▶ **What is expected**: When you reach the line containing "x³ − 3x + b.", stop after it; until then, copy each line of the listing exactly, starting with the first.

▶ **The input**:
//! Fixed curve data: base point coordinates and a sample operand pair.

use crate::FieldBytes;
use hex_literal::hex;

/// x-coordinate of the P-256 base point G.
pub const GX: FieldBytes =
    hex!("96c298d84539a1f4a033eb2d817d0377f240a463e5e6bcf847422ce1f2d1176b");

/// y-coordinate of the P-256 base point G.
pub const GY: FieldBytes =
    hex!("f551bf376840b6cbce5e316b5733ce2b169e0f7c4aebe78e9b7f1afee242e34f");

/// Curve equation coefficient b of y² = x³ − 3x + b.
pub const B: FieldBytes =
    hex!("4b60d2273e3cce3bf6b053ccb0061d65bc86987655bdebb3e7933aaad835c65a");

/// First sample operand.
pub const SAMPLE_X: FieldBytes =
    hex!("11020304050607081102030405060708110203040506070811020304050607f8");

/// Second sample operand.
pub const SAMPLE_Y: FieldBytes =
    hex!("01c20304050607080102030405060708010203040506070801020304050607f8");

/// Inverse of [`SAMPLE_X`] modulo p.
pub const SAMPLE_X_INV: FieldBytes =
    hex!("99dcd34d8f22665291009f428a5f2ed3c36eb4cf1c25c042022bb521b4762343");

/// Inverse of [`SAMPLE_Y`] modulo p.
pub const SAMPLE_Y_INV: FieldBytes =
    hex!("e8b8e7346632bab0916af3845e5f5e38b835f8a413656c78b53da46e341e8655");

/// [`SAMPLE_X`] + [`SAMPLE_Y`] mod p. The unreduced sum exceeds 2^256.
pub const SAMPLE_SUM: FieldBytes =
    hex!("13c406080a0c0e1012040608090c0e10120406080a0c0e10110406080b0c0ef0");

/// [`SAMPLE_X`] − [`SAMPLE_Y`] mod p.
pub const SAMPLE_DIFF: FieldBytes =
    hex!("1040ffffffffffff0f0000000000000010000000000000001000000000000000");

/// [`SAMPLE_Y`] − [`SAMPLE_X`] mod p.
pub const SAMPLE_DIFF_NEG: FieldBytes =
    hex!("efbf000000000000f0ffffff00000000f0fffffffffffffff0fffffffeffffff");

/// [`SAMPLE_X`] · [`SAMPLE_Y`] mod p.
pub const SAMPLE_PRODUCT: FieldBytes =
    hex!("234b138ce451b92b2eb12c8916d8ef29ff9e3996505c542985e6b79cf5686603");
use std::sync::atomic::{AtomicU64, Ordering};
use std::sync::Arc;

use chrono::{NaiveDate, Utc};
use tracing::{debug, info, warn};

use super::audit::{truncate_value, AuditLog, LeadAction, LeadLogDraft};
use super::domain::{
    Actor, CourseId, Enrollment, Lead, LeadId, LeadPatch, LeadStatus, NewLead,
};
use super::enrollment::EnrollmentManager;
use super::error::CrmError;
use super::repository::{CrmRepository, LeadFilter, LeadUnitOfWork, LeadWrite, RepositoryError};

static LEAD_SEQUENCE: AtomicU64 = AtomicU64::new(1);

/// Rebuilds allowed when concurrent writers keep moving a lead's revision.
const MAX_COMMIT_ATTEMPTS: usize = 3;

fn next_lead_id() -> LeadId {
    LeadId(LEAD_SEQUENCE.fetch_add(1, Ordering::Relaxed))
}

/// Owns leads and turns each create/update into a single committed unit of work.
pub struct LeadStore<R> {
    repository: Arc<R>,
    audit: AuditLog<R>,
    enrollments: EnrollmentManager<R>,
}

impl<R> Clone for LeadStore<R> {
    fn clone(&self) -> Self {
        Self {
            repository: Arc::clone(&self.repository),
            audit: self.audit.clone(),
            enrollments: self.enrollments.clone(),
        }
    }
}

impl<R> LeadStore<R>
where
    R: CrmRepository + 'static,
{
    pub fn new(
        repository: Arc<R>,
        audit: AuditLog<R>,
        enrollments: EnrollmentManager<R>,
    ) -> Self {
        Self {
            repository,
            audit,
            enrollments,
        }
    }

    pub fn create(&self, new_lead: NewLead, actor: &Actor) -> Result<Lead, CrmError> {
        new_lead.profile.validate()?;
        self.check_course(new_lead.course)?;

        let now = Utc::now();
        let lead = Lead {
            id: next_lead_id(),
            status: new_lead.status,
            profile: new_lead.profile,
            course: new_lead.course,
            last_call: new_lead.last_call,
            next_call: new_lead.next_call,
            remarks: new_lead.remarks,
            created_by: Some(actor.id),
            revision: 1,
            add_date: now.date_naive(),
            created_at: now,
            updated_at: now,
        };

        let mut drafts = vec![LeadLogDraft::new(
            lead.id,
            LeadAction::Created,
            format!("Lead created with status {}", lead.status),
        )
        .field("status", None, Some(lead.status.label().to_string()))];

        let enrollment = if lead.is_converted() {
            self.enrollments.convert(&lead)?
        } else {
            None
        };
        if let Some(enrollment) = &enrollment {
            drafts.push(
                LeadLogDraft::new(
                    lead.id,
                    LeadAction::EnrollmentCreated,
                    "Enrollment created automatically",
                )
                .field("enrollment", None, Some(enrollment.id.to_string())),
            );
        }

        let unit = self.unit_of_work(LeadWrite::Insert(lead), drafts, enrollment, actor);
        let lead = self.commit(unit)?;
        info!(lead_id = %lead.id, status = %lead.status, user_id = %actor.id, "lead created");
        Ok(lead)
    }

    pub fn update(&self, id: LeadId, patch: LeadPatch, actor: &Actor) -> Result<Lead, CrmError> {
        let lead = self.get(id)?;
        self.apply_update(lead, &patch, actor, |_| Ok(()))
    }

    /// Shared by the main and trash update paths once the caller has loaded `before`.
    ///
    /// `admit` gates each snapshot the change set is built from. When another writer
    /// commits first, the lead is reloaded and the change set rebuilt against it.
    pub(crate) fn apply_update<F>(
        &self,
        mut before: Lead,
        patch: &LeadPatch,
        actor: &Actor,
        admit: F,
    ) -> Result<Lead, CrmError>
    where
        F: Fn(&Lead) -> Result<(), CrmError>,
    {
        if let Some(course) = patch.course {
            self.check_course(course)?;
        }

        let mut attempt = 1;
        loop {
            admit(&before)?;
            match self.build_and_commit(&before, patch, actor) {
                Err(CrmError::Repository(RepositoryError::Stale))
                    if attempt < MAX_COMMIT_ATTEMPTS =>
                {
                    debug!(
                        lead_id = %before.id,
                        attempt,
                        "lead changed underneath update, rebuilding"
                    );
                    before = self.get(before.id)?;
                    attempt += 1;
                }
                result => return result,
            }
        }
    }

    fn build_and_commit(
        &self,
        before: &Lead,
        patch: &LeadPatch,
        actor: &Actor,
    ) -> Result<Lead, CrmError> {
        let mut after = before.clone();
        if let Some(status) = patch.status {
            after.status = status;
        }
        if let Some(course) = patch.course {
            after.course = course;
        }
        if let Some(last_call) = patch.last_call {
            after.last_call = last_call;
        }
        if let Some(next_call) = patch.next_call {
            after.next_call = next_call;
        }
        if let Some(remarks) = &patch.remarks {
            after.remarks = remarks.clone();
        }
        patch.profile.clone().apply(&mut after.profile);
        after.profile.validate()?;
        after.revision = before.revision + 1;
        after.updated_at = Utc::now();

        let mut drafts = change_drafts(before, &after, patch);

        let converting = before.status != LeadStatus::Converted && after.is_converted();
        let enrollment = if converting {
            self.enrollments.convert(&after)?
        } else {
            None
        };
        if let Some(enrollment) = &enrollment {
            drafts.push(
                LeadLogDraft::new(
                    after.id,
                    LeadAction::EnrollmentCreated,
                    "Enrollment created upon conversion",
                )
                .field("enrollment", None, Some(enrollment.id.to_string())),
            );
        }

        let unit = self.unit_of_work(LeadWrite::Update(after), drafts, enrollment, actor);
        debug!(lead_id = %before.id, logs = unit.logs.len(), "committing lead update");
        let lead = self.commit(unit)?;

        if converting {
            info!(lead_id = %lead.id, user_id = %actor.id, "lead converted");
        } else if before.in_trash() && !lead.in_trash() {
            info!(lead_id = %lead.id, status = %lead.status, "lead restored from trash");
        }
        Ok(lead)
    }

    /// Leads whose status is not excluded, ordered by id.
    pub fn list(&self, exclude: &[LeadStatus]) -> Result<Vec<Lead>, CrmError> {
        Ok(self.repository.leads(&LeadFilter::excluding(exclude))?)
    }

    pub fn list_active(&self) -> Result<Vec<Lead>, CrmError> {
        self.list(&LeadStatus::INACTIVE)
    }

    pub(crate) fn query(&self, filter: &LeadFilter) -> Result<Vec<Lead>, CrmError> {
        Ok(self.repository.leads(filter)?)
    }

    pub fn get(&self, id: LeadId) -> Result<Lead, CrmError> {
        self.repository
            .fetch_lead(id)?
            .ok_or_else(|| CrmError::not_found(LeadId::ENTITY, id.0))
    }

    /// Physically remove a lead together with its enrollment.
    pub fn delete(&self, id: LeadId, actor: &Actor) -> Result<Lead, CrmError> {
        let lead = self.repository.delete_lead(id).map_err(|err| match err {
            RepositoryError::NotFound => CrmError::not_found(LeadId::ENTITY, id.0),
            other => other.into(),
        })?;
        info!(lead_id = %id, user_id = %actor.id, "lead deleted");
        Ok(lead)
    }

    fn check_course(&self, course: Option<CourseId>) -> Result<(), CrmError> {
        match course {
            Some(id) if self.repository.fetch_course(id)?.is_none() => Err(CrmError::validation(
                "course",
                format!("course {id} does not exist"),
            )),
            _ => Ok(()),
        }
    }

    fn unit_of_work(
        &self,
        write: LeadWrite,
        drafts: Vec<LeadLogDraft>,
        enrollment: Option<Enrollment>,
        actor: &Actor,
    ) -> LeadUnitOfWork {
        let logs = drafts
            .into_iter()
            .map(|draft| self.audit.stamp(draft.changed_by(actor.id)))
            .collect();
        LeadUnitOfWork {
            write,
            logs,
            enrollment,
        }
    }

    fn commit(&self, unit: LeadUnitOfWork) -> Result<Lead, CrmError> {
        match self.repository.commit(&unit) {
            Ok(()) => Ok(unit.write.into_lead()),
            Err(RepositoryError::Conflict) if unit.enrollment.is_some() => {
                // Another writer converted this lead first; its enrollment stands.
                warn!(lead_id = %unit.lead().id, "enrollment already present, skipping creation");
                let unit = unit.without_enrollment();
                self.repository.commit(&unit)?;
                Ok(unit.write.into_lead())
            }
            Err(RepositoryError::NotFound) => {
                let id = unit.lead().id;
                Err(CrmError::not_found(LeadId::ENTITY, id.0))
            }
            Err(err) => Err(err.into()),
        }
    }
}

/// Audit rows for the differences between two snapshots, in evaluation order.
///
/// Dates and remarks are only compared when the request carried them.
pub(crate) fn change_drafts(before: &Lead, after: &Lead, patch: &LeadPatch) -> Vec<LeadLogDraft> {
    let id = after.id;
    let old_status = before.status;
    let new_status = after.status;
    let mut drafts = Vec::new();

    if old_status != new_status {
        drafts.push(
            LeadLogDraft::new(
                id,
                LeadAction::StatusChanged,
                format!("Status changed from {old_status} to {new_status}"),
            )
            .field("status", status_value(old_status), status_value(new_status)),
        );
    }

    if new_status.is_trash() && !old_status.is_trash() {
        drafts.push(
            LeadLogDraft::new(
                id,
                LeadAction::MovedToTrash,
                format!("Lead moved to trash as {new_status}"),
            )
            .field("status", status_value(old_status), status_value(new_status)),
        );
    }

    if old_status.is_trash() && !new_status.is_trash() {
        drafts.push(
            LeadLogDraft::new(
                id,
                LeadAction::Restored,
                format!("Lead restored from {old_status} to {new_status}"),
            )
            .field("status", status_value(old_status), status_value(new_status)),
        );
    }

    if patch.next_call.is_some() && before.next_call != after.next_call {
        drafts.push(
            LeadLogDraft::new(
                id,
                LeadAction::NextCallUpdated,
                date_change_description("Next call", before.next_call, after.next_call),
            )
            .field(
                "next_call",
                date_value(before.next_call),
                date_value(after.next_call),
            ),
        );
    }

    if patch.last_call.is_some() && before.last_call != after.last_call {
        drafts.push(
            LeadLogDraft::new(
                id,
                LeadAction::LastCallUpdated,
                date_change_description("Last call", before.last_call, after.last_call),
            )
            .field(
                "last_call",
                date_value(before.last_call),
                date_value(after.last_call),
            ),
        );
    }

    if patch.remarks.is_some() && before.remarks != after.remarks {
        drafts.push(
            LeadLogDraft::new(id, LeadAction::RemarksUpdated, "Remarks updated").field(
                "remarks",
                Some(truncate_value(&before.remarks)),
                Some(truncate_value(&after.remarks)),
            ),
        );
    }

    drafts
}

fn status_value(status: LeadStatus) -> Option<String> {
    Some(status.label().to_string())
}

fn date_value(date: Option<NaiveDate>) -> Option<String> {
    date.map(|date| date.format("%Y-%m-%d").to_string())
}

fn date_change_description(label: &str, old: Option<NaiveDate>, new: Option<NaiveDate>) -> String {
    let render = |date: Option<NaiveDate>| {
        date.map(|date| date.format("%Y-%m-%d").to_string())
            .unwrap_or_else(|| "not set".to_string())
    };
    format!("{label} changed from {} to {}", render(old), render(new))
}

▶ **Your response**:
//! Fixed curve data: base point coordinates and a sample operand pair.

use crate::FieldBytes;
use hex_literal::hex;

/// x-coordinate of the P-256 base point G.
pub const GX: FieldBytes =
    hex!("96c298d84539a1f4a033eb2d817d0377f240a463e5e6bcf847422ce1f2d1176b");

/// y-coordinate of the P-256 base point G.
pub const GY: FieldBytes =
    hex!("f551bf376840b6cbce5e316b5733ce2b169e0f7c4aebe78e9b7f1afee242e34f");

/// Curve equation coefficient b of y² = x³ − 3x + b.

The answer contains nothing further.